1. Field of the Invention
The present invention relates to a process for carbonylating alcohols by means of a rhodium or iridium based catalyst in the presence of a halide used as a promoter, carried out in an ionic liquid medium with efficient catalyst recycling. The homogeneous system obtained at the end of the reaction is distilled. The distillation residue is constituted by the catalyst dissolved in a non-aqueous ionic liquid. Said ionic liquid comprises at least one quaternary ammonium and/or phosphonium cation Q+ and at least one anion A−. The catalyst comprises at least one complex of rhodium or iridium and the promoter is constituted by at least one halide.
Carbonylation of alcohols, in particular methanol, is a reaction of major industrial importance in the manufacture of acetic acid used in a wide variety of applications. That product is directly involved in the manufacture of vinyl acetate and acetic anhydride and can be used as a reaction solvent in the production of terephthalic acid.

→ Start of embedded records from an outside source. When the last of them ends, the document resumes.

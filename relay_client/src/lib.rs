pub use error::*;
use {
    crate::error::RequestBuildError,
    relay_rpc::domain::ProjectId,
    serde::Serialize,
    tokio_tungstenite::tungstenite::{client::IntoClientRequest, http},
};

pub mod error;
pub mod websocket;

pub type HttpRequest<T> = http::Request<T>;

/// The default websocket address of the relay.
pub const RELAY_WEBSOCKET_ADDRESS: &str = "wss://relay.walletconnect.com";

/// Relay connection options.
///
/// Authorization is not handled at this layer. The project ID and any origin
/// restrictions are provided by the outer client.
#[derive(Debug, Clone)]
pub struct ConnectionOptions {
    /// The relay websocket address. The default address is
    /// `wss://relay.walletconnect.com`.
    pub address: String,

    /// The project-specific identifier.
    pub project_id: ProjectId,

    /// Optional origin of the request. Subject to allow-list validation.
    pub origin: Option<String>,
}

impl ConnectionOptions {
    pub fn new(project_id: impl Into<ProjectId>) -> Self {
        Self {
            address: RELAY_WEBSOCKET_ADDRESS.into(),
            project_id: project_id.into(),
            origin: None,
        }
    }

    pub fn with_address(mut self, address: impl Into<String>) -> Self {
        self.address = address.into();
        self
    }

    pub fn with_origin(mut self, origin: impl Into<Option<String>>) -> Self {
        self.origin = origin.into();
        self
    }

    pub(crate) fn as_ws_request(&self) -> Result<HttpRequest<()>, RequestBuildError> {
        let query = {
            #[derive(Serialize)]
            #[serde(rename_all = "camelCase")]
            struct QueryParams<'a> {
                project_id: &'a ProjectId,
            }

            serde_qs::to_string(&QueryParams {
                project_id: &self.project_id,
            })
            .map_err(RequestBuildError::Query)?
        };

        let mut request = format!("{}/?{}", self.address, query)
            .into_client_request()
            .map_err(RequestBuildError::Other)?;

        if let Some(origin) = &self.origin {
            let value = origin.parse().map_err(|_| RequestBuildError::Headers)?;

            request.headers_mut().append("Origin", value);
        }

        Ok(request)
    }
}
//! End-to-end pairing scenarios against an in-process relay.

mod common;

use {
    common::MockRelay,
    core_api::{
        pairing::{PairingEvent, PairingUri, INACTIVE_PAIRING_TTL},
        ConnectionOptions, Core, Error, ExpiryTarget, MemoryKvStorage,
    },
    std::{sync::Arc, time::Duration},
    tokio::{sync::broadcast, time::timeout},
};

const EVENT_DEADLINE: Duration = Duration::from_secs(5);

async fn connected_core(address: &str) -> anyhow::Result<Core> {
    let opts = ConnectionOptions::new("test-project-id").with_address(address.to_owned());
    let core = Core::new(opts, Arc::new(MemoryKvStorage::new()))?;

    core.connect().await?;

    Ok(core)
}

async fn next_event(
    events: &mut broadcast::Receiver<PairingEvent>,
) -> anyhow::Result<PairingEvent> {
    Ok(timeout(EVENT_DEADLINE, events.recv()).await??)
}

fn now() -> u64 {
    chrono::Utc::now().timestamp().max(0) as u64
}

/// S2: a created pairing round-trips through its URI.
#[tokio::test(flavor = "multi_thread")]
async fn create_uri_roundtrip() -> anyhow::Result<()> {
    let relay = MockRelay::start().await?;
    let dapp = connected_core(&relay.address).await?;

    let (topic, uri) = dapp.pairing().create().await?;

    let parsed: PairingUri = uri.parse()?;
    assert_eq!(parsed.topic, topic);
    assert_eq!(parsed.version, "2");

    // The URI carries the same key the keychain persisted for the topic.
    assert_eq!(parsed.params.sym_key, dapp.keychain().get_sym_key(&topic)?);

    let record = dapp.pairing().get(&topic)?;
    assert!(!record.active);
    assert!(dapp.relayer().is_subscribed(&topic));

    Ok(())
}

/// S1: pairing from a URI creates exactly one inactive record with the
/// five-minute expiry, and a second pair of the same URI fails without
/// touching state.
#[tokio::test(flavor = "multi_thread")]
async fn pair_round_trip() -> anyhow::Result<()> {
    let relay = MockRelay::start().await?;
    let dapp = connected_core(&relay.address).await?;
    let wallet = connected_core(&relay.address).await?;

    let (topic, uri) = dapp.pairing().create().await?;

    let before = now();
    let record = wallet.pairing().pair(&uri, false).await?;

    assert_eq!(record.topic, topic);
    assert!(!record.active);
    assert!(record.expiry >= before + INACTIVE_PAIRING_TTL - 2);
    assert!(record.expiry <= now() + INACTIVE_PAIRING_TTL + 2);

    let topics: Vec<_> = wallet
        .pairing()
        .pairings()?
        .into_iter()
        .map(|record| record.topic)
        .collect();
    assert_eq!(topics, vec![topic.clone()]);

    assert!(wallet.keychain().has_keys(topic.as_ref()));
    assert!(wallet.expirer().has(&ExpiryTarget::Topic(topic.clone())));

    // Pairing the same URI again must fail and leave the record alone.
    assert!(matches!(
        wallet.pairing().pair(&uri, false).await,
        Err(Error::AlreadyExists(_))
    ));
    assert_eq!(wallet.pairing().pairings()?.len(), 1);

    Ok(())
}

/// S3: ping resolves on peer acknowledgement and fires `Pinged` on both
/// sides.
#[tokio::test(flavor = "multi_thread")]
async fn ping_success() -> anyhow::Result<()> {
    let relay = MockRelay::start().await?;
    let dapp = connected_core(&relay.address).await?;
    let wallet = connected_core(&relay.address).await?;

    let (topic, uri) = dapp.pairing().create().await?;
    wallet.pairing().pair(&uri, true).await?;

    let mut dapp_events = dapp.pairing().subscribe_events();
    let mut wallet_events = wallet.pairing().subscribe_events();

    let id = wallet.pairing().ping(&topic).await?;

    let PairingEvent::Pinged {
        topic: pinged_topic,
        id: pinged_id,
    } = next_event(&mut wallet_events).await?
    else {
        anyhow::bail!("expected a Pinged event on the requesting side");
    };
    assert_eq!(pinged_topic, topic);
    assert_eq!(pinged_id, id);

    let PairingEvent::Pinged { topic: peer_topic, .. } = next_event(&mut dapp_events).await?
    else {
        anyhow::bail!("expected a Pinged event on the receiving side");
    };
    assert_eq!(peer_topic, topic);

    Ok(())
}

/// Pinging a never-paired topic fails with `NoMatchingKey`; pinging an
/// inactive pairing is rejected.
#[tokio::test(flavor = "multi_thread")]
async fn ping_validation() -> anyhow::Result<()> {
    let relay = MockRelay::start().await?;
    let dapp = connected_core(&relay.address).await?;
    let wallet = connected_core(&relay.address).await?;

    assert!(matches!(
        wallet.pairing().ping(&relay_rpc::domain::Topic::generate()).await,
        Err(Error::NoMatchingKey(_))
    ));

    let (topic, uri) = dapp.pairing().create().await?;
    wallet.pairing().pair(&uri, false).await?;

    assert!(matches!(
        wallet.pairing().ping(&topic).await,
        Err(Error::PairingInactive(_))
    ));

    Ok(())
}

/// S4 + S5: a local disconnect publishes one `wc_pairingDelete`, tears all
/// local state down, and the peer answers, tears down and emits
/// `PairingDeleted`. Repeating the disconnect raises `NoMatchingKey`, and
/// so does a subsequent ping on the peer.
#[tokio::test(flavor = "multi_thread")]
async fn disconnect_tears_down_both_sides() -> anyhow::Result<()> {
    let relay = MockRelay::start().await?;
    let dapp = connected_core(&relay.address).await?;
    let wallet = connected_core(&relay.address).await?;

    let (topic, uri) = dapp.pairing().create().await?;
    wallet.pairing().pair(&uri, true).await?;

    let mut dapp_events = dapp.pairing().subscribe_events();

    wallet.pairing().disconnect(&topic).await?;

    // Local teardown is complete.
    assert!(matches!(
        wallet.pairing().get(&topic),
        Err(Error::NoMatchingKey(_))
    ));
    assert!(!wallet.keychain().has_keys(topic.as_ref()));
    assert!(!wallet.expirer().has(&ExpiryTarget::Topic(topic.clone())));
    assert!(!wallet.relayer().is_subscribed(&topic));

    // Repeated disconnect raises NoMatchingKey.
    assert!(matches!(
        wallet.pairing().disconnect(&topic).await,
        Err(Error::NoMatchingKey(_))
    ));

    // Peer side: replies, tears down, emits PairingDeleted.
    let PairingEvent::Deleted { topic: deleted } = next_event(&mut dapp_events).await? else {
        anyhow::bail!("expected a Deleted event on the peer");
    };
    assert_eq!(deleted, topic);

    assert!(matches!(
        dapp.pairing().get(&topic),
        Err(Error::NoMatchingKey(_))
    ));
    assert!(!dapp.keychain().has_keys(topic.as_ref()));
    assert!(matches!(
        dapp.pairing().ping(&topic).await,
        Err(Error::NoMatchingKey(_))
    ));

    Ok(())
}

/// Expiry fires teardown and the `Expired` event.
#[tokio::test(flavor = "multi_thread")]
async fn pairing_expiry_tears_down() -> anyhow::Result<()> {
    let relay = MockRelay::start().await?;
    let dapp = connected_core(&relay.address).await?;
    let wallet = connected_core(&relay.address).await?;

    let (topic, uri) = dapp.pairing().create().await?;
    wallet.pairing().pair(&uri, false).await?;

    let mut wallet_events = wallet.pairing().subscribe_events();

    // Pull the expiry into the immediate future.
    wallet.pairing().update_expiry(&topic, now() + 1)?;

    let PairingEvent::Expired { topic: expired } = next_event(&mut wallet_events).await? else {
        anyhow::bail!("expected an Expired event");
    };
    assert_eq!(expired, topic);

    assert!(matches!(
        wallet.pairing().get(&topic),
        Err(Error::NoMatchingKey(_))
    ));
    assert!(!wallet.keychain().has_keys(topic.as_ref()));

    Ok(())
}

/// Request/response demultiplexing: two concurrent pings each resolve with
/// their own id.
#[tokio::test(flavor = "multi_thread")]
async fn concurrent_pings_resolve_independently() -> anyhow::Result<()> {
    let relay = MockRelay::start().await?;
    let dapp = connected_core(&relay.address).await?;
    let wallet = connected_core(&relay.address).await?;

    let (topic, uri) = dapp.pairing().create().await?;
    wallet.pairing().pair(&uri, true).await?;

    let (first, second) = tokio::join!(
        wallet.pairing().ping(&topic),
        wallet.pairing().ping(&topic),
    );

    let first = first?;
    let second = second?;
    assert_ne!(first, second);

    Ok(())
}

2. Description of the Prior Art
Many references deal with the production of acetic acid by methanol carbonylation. Examples that can be cited are the articles by BASF at the end of the 1960s (Hydrocarbon Processing, November 1966, vol. 45, no 11, p 141 and Hydrocarbon Processing, November 1973, p 92) which describe the methanol carbonylation reaction under very severe conditions (60 MPa, 230° C.) in the presence of a complex based on cobalt promoted by an iodine derivative. In the 1970s, Monsanto commercialized an improved process (Monsanto (1973), U.S. Pat. No. 3,769,329) which functions under much milder temperature and pressure conditions (3 to 4 MPa, 180–220° C.) in the presence of a rhodium based complex promoted by methyl iodide. That process is distinguished by a very high yield of acetic acid (99%) linked to the presence of a high concentration of water in the reaction mixture. In 1980, Hoechst-Celanese improved the Monsanto process by adding a promoter based on lithium iodide or sodium iodide (Hoechst Celanese, Corp (1991), U.S. Pat. No. 5,001,259), which considerably reduced the concentration of water necessary in the Monsanto process and thus limited problems with the formation of by-products by reducing the “water gas shift” side reaction. Finally, in 1996, BP Chemicals sold a process based on iridium (Cativa™) comparable with the Monsanto process with a low water concentration (Chem Br 32 (1996) 7 and Chem Ind (London) 483 (1996)). That process was a considerable improvement over the earlier processes, for example in increasing the reaction rates, reducing liquid by-products and increasing the yield with respect to carbon monoxide.
The majority of said processes use homogeneous catalysts dissolved in an organic phase constituted by reagents and products, which sometimes renders separation complex and expensive.